By Diane Stulga
Photography supplied by Lara Cordoba and Henry Width
In the 1950s, August Width and his wife Jenny moved from Westfield, New Jersey to a house on 9th Street in Ship Bottom on Long Beach Island. A carpenter by trade, in 1958 August built The Viking Motel on four and a half acres of land on the boarder of Ship Bottom and Brant Beach. Named by August for his Norwegian ancestors, The Viking Motel is a well-remembered landmark on Long Beach Island.
August and Jenny’s son Henry, his wife Laura and their children David, Sharon, Darrel, and Sandy were frequent visitors to their grandparent’s motel on LBI. “In 1961, my parents, Uncle Patrick and Aunt Ruth Width took over The Viking Motel,” says David Width. “Later in the 1960s, my parents built a home on part of the property where the motel was located,” he says. “We lived there year-round for many years.”

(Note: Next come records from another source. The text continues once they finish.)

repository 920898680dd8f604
mod common;
mod routing;
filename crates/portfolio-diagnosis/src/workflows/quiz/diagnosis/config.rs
use serde::{Deserialize, Serialize};

/// Percentage thresholds that drive the classification rules.
#[derive(Debug, Clone, PartialEq, Serialize, Deserialize)]
pub struct DiagnosisThresholds {
    /// Minimum stocks + crypto share for the speculative profile.
    pub speculative_min_pct: f64,
    /// Minimum cash + gold share for the conservative profile.
    pub conservative_min_pct: f64,
    pub fund_dominant_min_pct: f64,
    pub real_estate_dominant_min_pct: f64,
}

impl Default for DiagnosisThresholds {
    fn default() -> Self {
        Self {
            speculative_min_pct: 60.0,
            conservative_min_pct: 60.0,
            fund_dominant_min_pct: 40.0,
            real_estate_dominant_min_pct: 40.0,
        }
    }
}
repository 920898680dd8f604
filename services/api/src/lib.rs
mod cli;
mod commands;
mod infra;
mod routes;
mod server;

use portfolio_diagnosis::error::AppError;

pub async fn run() -> Result<(), AppError> {
    cli::run().await
}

David recalls his dad Henry, Laura’s brother Bob Burd, and son-in-law Bill Christopher were building an addition in the back of the motel when the 1962 storm hit. According to David, they refused to evacuate during the storm. “The plywood that was stacked on the roof blew into the bay,” he recalls. At the time of construction there were twenty-five units. “After the storm, Henry and Bill went out on the bay to recover as much of it as possible.” Construction after the storm, increased the number of rooms at The Viking Motel to forty-three. In addition, the motel now had amenities like air conditioning, color television and a new dining nook.
“My dad had strength and endurance,” remarks David. “He didn’t evacuate for Superstorm Sandy, just as he didn’t evacuate for the storm of 1962.” Today, at age ninety-eight, Henry lives in Cedar Run.
In 1963, The Viking Motel installed its locally iconic swimming pool and slide. “I remember carrying those heavy concrete blocks,” says David. “It was the biggest pool on LBI.” The pool was used in summer and winter. “Local kids used to ice skate on the frozen pool in the winter,” he says with a laugh.
Until the 1970s, The Viking Motel was open year-round providing accommodations for summer guests and offseason sportsmen. The average rate was $16.00 a night. Regular guests at the motel frequently reserved the same room for each stay. “Mr. Wolf always wanted room number 43, overlooking the bay,” recalls David. “He wouldn’t make a reservation unless it was available.”
Over the years, many local high school and college students found summer employment at The Viking Motel as housekeeping staff. Most returned to work at the motel each summer. As an incentive for staff to stay past Labor Day to help with the large crowds, the motel offered a generous temporary pay increase.
In 1985, The Viking Motel was sold, and subsequently torn down by the new owners. Serendipitously, in 2017 the property became the new location of Hutchison Fiberglass Pools and Spas, an exclusive dealership for Viking Pools. The new Viking connection brings a smile to David’s face as he says, “It’s a small world.”